Once the snapshot chainstate is loaded and validated, it is promoted to active chainstate and a sync to tip begins. A new chainstate directory is created in the datadir for the snapshot chainstate called chainstate_snapshot.

When this directory is present in the datadir, the snapshot chainstate will be detected and loaded as active on node startup (via DetectSnapshotChainstate()).

A special file is created within that directory, base_blockhash, which contains the serialized uint256 of the base block of the snapshot. This is used to reinitialize the snapshot chainstate on subsequent inits. Otherwise, the directory is a normal leveldb database.

number of chainstates 2
active chainstate snapshot

The snapshot begins to sync to tip from its base block, technically in parallel with the original chainstate, but it is given priority during block download and is allocated most of the cache (see MaybeRebalanceCaches() and usages) as our chief goal is getting to network tip.

Failure consideration: if shutdown happens at any point during this phase, both chainstates will be detected during the next init and the process will resume.
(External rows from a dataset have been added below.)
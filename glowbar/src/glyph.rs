//! Bitmap percentage glyphs.
//!
//! Digits and `%` as fixed 3×5 cell patterns, drawn as filled squares on any
//! [`FillTarget`]. Used when no font is available.

use crate::color::Color;
use crate::config::GlyphConfig;

pub const GLYPH_ROWS: usize = 5;
pub const GLYPH_COLS: usize = 3;

/// Anything that can fill an axis-aligned rectangle.
pub trait FillTarget {
    fn fill_rect(&mut self, x: f32, y: f32, w: f32, h: f32, color: Color);
}

/// A drawable symbol of the percentage label.
#[derive(Clone, Copy, Debug, PartialEq, Eq)]
pub enum Symbol {
    /// 0..=9
    Digit(u8),
    Percent,
}

/// 5 rows × 3 columns of filled/blank cells.
#[derive(Clone, Copy, Debug, PartialEq, Eq)]
pub struct Pattern([[bool; GLYPH_COLS]; GLYPH_ROWS]);

impl Pattern {
    /// Parse `X` (filled) and anything else (blank).
    const fn parse(rows: [&[u8; GLYPH_COLS]; GLYPH_ROWS]) -> Self {
        let mut grid = [[false; GLYPH_COLS]; GLYPH_ROWS];
        let mut r = 0;
        while r < GLYPH_ROWS {
            let mut c = 0;
            while c < GLYPH_COLS {
                grid[r][c] = rows[r][c] == b'X';
                c += 1;
            }
            r += 1;
        }
        Pattern(grid)
    }

    pub fn rows(&self) -> &[[bool; GLYPH_COLS]; GLYPH_ROWS] {
        &self.0
    }

    pub fn is_filled(&self, row: usize, col: usize) -> bool {
        self.0
            .get(row)
            .and_then(|r| r.get(col))
            .copied()
            .unwrap_or(false)
    }

    /// Filled cells in row-major order.
    pub fn cells(&self) -> impl Iterator<Item = (usize, usize)> + '_ {
        self.0.iter().enumerate().flat_map(|(r, row)| {
            row.iter()
                .enumerate()
                .filter(|(_, filled)| **filled)
                .map(move |(c, _)| (r, c))
        })
    }
}

static DIGITS: [Pattern; 10] = [
    Pattern::parse([b"XXX", b"X X", b"X X", b"X X", b"XXX"]),
    Pattern::parse([b"  X", b"  X", b"  X", b"  X", b"  X"]),
    Pattern::parse([b"XXX", b"  X", b"XXX", b"X  ", b"XXX"]),
    Pattern::parse([b"XXX", b"  X", b"XXX", b"  X", b"XXX"]),
    Pattern::parse([b"X X", b"X X", b"XXX", b"  X", b"  X"]),
    Pattern::parse([b"XXX", b"X  ", b"XXX", b"  X", b"XXX"]),
    Pattern::parse([b"XXX", b"X  ", b"XXX", b"X X", b"XXX"]),
    Pattern::parse([b"XXX", b"  X", b"  X", b"  X", b"  X"]),
    Pattern::parse([b"XXX", b"X X", b"XXX", b"X X", b"XXX"]),
    Pattern::parse([b"XXX", b"X X", b"XXX", b"  X", b"XXX"]),
];

static PERCENT: Pattern = Pattern::parse([b"X  ", b"  X", b" X ", b"X  ", b"  X"]);

impl Symbol {
    pub fn pattern(self) -> &'static Pattern {
        match self {
            // Digit values come from `digits_of`, always < 10.
            Symbol::Digit(d) => &DIGITS[(d % 10) as usize],
            Symbol::Percent => &PERCENT,
        }
    }
}

/// Cell and glyph sizes at a given scale.
#[derive(Clone, Copy, Debug, PartialEq)]
pub struct GlyphMetrics {
    pub pixel_size: f32,
    pub gap: f32,
    pub glyph_width: f32,
    pub spacing: f32,
}

impl GlyphMetrics {
    pub fn new(scale: f32, cfg: &GlyphConfig) -> Self {
        let pixel_size = cfg.base_pixel_unit * scale;
        let gap = pixel_size * cfg.gap_ratio;
        Self {
            pixel_size,
            gap,
            glyph_width: GLYPH_COLS as f32 * (pixel_size + gap),
            spacing: pixel_size * cfg.spacing_ratio,
        }
    }

    /// Horizontal distance between the origins of neighbouring glyphs.
    pub fn advance(&self) -> f32 {
        self.glyph_width + self.spacing
    }
}

/// Up to three decimal digits of a clamped percentage.
#[derive(Clone, Copy, Debug)]
struct Digits {
    buf: [u8; 3],
    len: usize,
}

impl Digits {
    fn as_slice(&self) -> &[u8] {
        &self.buf[..self.len]
    }
}

fn digits_of(value: i32) -> Digits {
    let mut v = value.clamp(0, 100) as u32;
    let mut buf = [0u8; 3];
    let mut len = 0;
    loop {
        buf[len] = (v % 10) as u8;
        len += 1;
        v /= 10;
        if v == 0 {
            break;
        }
    }
    buf[..len].reverse();
    Digits { buf, len }
}

/// Where each symbol of a percentage label goes.
#[derive(Clone, Debug, PartialEq)]
pub struct PercentLayout {
    /// Symbols left to right with their x origin.
    pub glyphs: Vec<(Symbol, f32)>,
    pub y: f32,
    pub total_width: f32,
    pub metrics: GlyphMetrics,
}

/// Lay out `value%` (value clamped to 0..=100) centred horizontally on
/// `anchor`.
///
/// Total width is `digits * (glyph_width + spacing) + glyph_width`: the `%`
/// glyph closes the row without trailing spacing.
pub fn layout_percentage(anchor: (f32, f32), value: i32, scale: f32, cfg: &GlyphConfig) -> PercentLayout {
    let metrics = GlyphMetrics::new(scale, cfg);
    let digits = digits_of(value);
    let total_width = label_width(digits.len, &metrics);

    let mut x = anchor.0 - total_width / 2.0;
    let mut glyphs = Vec::with_capacity(digits.len + 1);
    for &d in digits.as_slice() {
        glyphs.push((Symbol::Digit(d), x));
        x += metrics.advance();
    }
    glyphs.push((Symbol::Percent, x));

    PercentLayout {
        glyphs,
        y: anchor.1,
        total_width,
        metrics,
    }
}

pub fn measure_percentage(value: i32, scale: f32, cfg: &GlyphConfig) -> f32 {
    label_width(digits_of(value).len, &GlyphMetrics::new(scale, cfg))
}

fn label_width(digits: usize, metrics: &GlyphMetrics) -> f32 {
    digits as f32 * metrics.advance() + metrics.glyph_width
}

/// Draw one pattern with its top-left cell at `origin`.
pub fn draw_pattern<T: FillTarget + ?Sized>(
    target: &mut T,
    origin: (f32, f32),
    pattern: &Pattern,
    metrics: &GlyphMetrics,
    color: Color,
) {
    let step = metrics.pixel_size + metrics.gap;
    for (r, c) in pattern.cells() {
        target.fill_rect(
            origin.0 + c as f32 * step,
            origin.1 + r as f32 * step,
            metrics.pixel_size,
            metrics.pixel_size,
            color,
        );
    }
}

/// Draw `value%` as bitmap glyphs centred horizontally on `anchor`. The
/// value is clamped to 0..=100; `anchor.1` is the top of the glyph row.
pub fn render_percentage<T: FillTarget + ?Sized>(
    target: &mut T,
    anchor: (f32, f32),
    value: i32,
    scale: f32,
    color: Color,
    cfg: &GlyphConfig,
) {
    let metrics = GlyphMetrics::new(scale, cfg);
    let digits = digits_of(value);
    let mut x = anchor.0 - label_width(digits.len, &metrics) / 2.0;
    for &d in digits.as_slice() {
        draw_pattern(target, (x, anchor.1), Symbol::Digit(d).pattern(), &metrics, color);
        x += metrics.advance();
    }
    draw_pattern(target, (x, anchor.1), Symbol::Percent.pattern(), &metrics, color);
}

#[cfg(test)]
mod tests {
    use super::*;

    #[derive(Default)]
    struct Recorder {
        rects: Vec<(f32, f32, f32, f32)>,
    }

    impl FillTarget for Recorder {
        fn fill_rect(&mut self, x: f32, y: f32, w: f32, h: f32, _color: Color) {
            self.rects.push((x, y, w, h));
        }
    }

    #[test]
    fn table_has_expected_cell_counts() {
        let counts: Vec<usize> = (0..10).map(|d| Symbol::Digit(d).pattern().cells().count()).collect();
        assert_eq!(counts, vec![12, 5, 11, 11, 9, 11, 12, 7, 13, 12]);
        assert_eq!(Symbol::Percent.pattern().cells().count(), 5);
    }

    #[test]
    fn one_is_right_column_only() {
        let one = Symbol::Digit(1).pattern();
        for row in one.rows() {
            assert_eq!(row, &[false, false, true]);
        }
        assert!(!one.is_filled(7, 0));
    }

    #[test]
    fn digits_of_clamps() {
        assert_eq!(digits_of(0).as_slice(), &[0]);
        assert_eq!(digits_of(7).as_slice(), &[7]);
        assert_eq!(digits_of(42).as_slice(), &[4, 2]);
        assert_eq!(digits_of(100).as_slice(), &[1, 0, 0]);
        assert_eq!(digits_of(-5).as_slice(), &[0]);
        assert_eq!(digits_of(i32::MAX).as_slice(), &[1, 0, 0]);
    }

    #[test]
    fn metrics_at_unit_scale() {
        let m = GlyphMetrics::new(1.0, &GlyphConfig::default());
        assert_eq!(m.pixel_size, 6.0);
        assert!((m.gap - 1.32).abs() < 1e-5);
        assert!((m.glyph_width - 21.96).abs() < 1e-4);
        assert!((m.spacing - 7.2).abs() < 1e-5);
    }

    #[test]
    fn render_draws_where_layout_places_glyphs() {
        let cfg = GlyphConfig::default();
        for value in [-3, 0, 7, 42, 100, 250] {
            let mut drawn = Recorder::default();
            render_percentage(&mut drawn, (160.0, 40.0), value, 1.6, Color::WHITE, &cfg);

            let layout = layout_percentage((160.0, 40.0), value, 1.6, &cfg);
            let mut expected = Recorder::default();
            for &(symbol, x) in &layout.glyphs {
                draw_pattern(&mut expected, (x, layout.y), symbol.pattern(), &layout.metrics, Color::WHITE);
            }
            assert_eq!(drawn.rects, expected.rects, "value {value}");
        }
    }

    #[test]
    fn cells_land_on_grid() {
        let cfg = GlyphConfig {
            base_pixel_unit: 10.0,
            gap_ratio: 0.5,
            spacing_ratio: 1.0,
        };
        let metrics = GlyphMetrics::new(1.0, &cfg);
        let mut rec = Recorder::default();
        draw_pattern(&mut rec, (100.0, 50.0), Symbol::Percent.pattern(), &metrics, Color::WHITE);
        assert_eq!(
            rec.rects,
            vec![
                (100.0, 50.0, 10.0, 10.0),
                (130.0, 65.0, 10.0, 10.0),
                (115.0, 80.0, 10.0, 10.0),
                (100.0, 95.0, 10.0, 10.0),
                (130.0, 110.0, 10.0, 10.0),
            ]
        );
    }
}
Snapshot chainstate hits network tip

Once the snapshot chainstate leaves IBD, caches are rebalanced (via MaybeRebalanceCaches() in ActivateBestChain()) and more cache is given to the background chainstate, which is responsible for doing full validation of the assumed-valid parts of the chain.

Note: at this point, ValidationInterface callbacks will be coming in from both chainstates. Considerations here must be made for indexing, which may no longer be happening sequentially.

Background chainstate hits snapshot base block

Once the tip of the background chainstate hits the base block of the snapshot chainstate, we stop use of the background chainstate by setting m_disabled, in CompleteSnapshotValidation(), which is checked in ActivateBestChain()). We hash the background chainstate's UTXO set contents and ensure it matches the compiled value in CMainParams::m_assumeutxo_data.

number of chainstates 2 (ibd has m_disabled=true)
active chainstate snapshot

The background chainstate data lingers on disk until the program is restarted.

Bitcoind restarts sometime after snapshot validation has completed

After a shutdown and subsequent restart, LoadChainstate() cleans up the background chainstate with ValidatedSnapshotCleanup(), which renames the chainstate_snapshot datadir as chainstate and removes the now unnecessary background chainstate data.

number of chainstates 1
active chainstate ibd (was snapshot, but is now fully validated)

What began as the snapshot chainstate is now indistinguishable from a chainstate that has been built from the traditional IBD process, and will be initialized as such.

A file will be left in chainstate/base_blockhash, which indicates that the chainstate, even though now fully validated, was originally started from a snapshot with the corresponding base blockhash.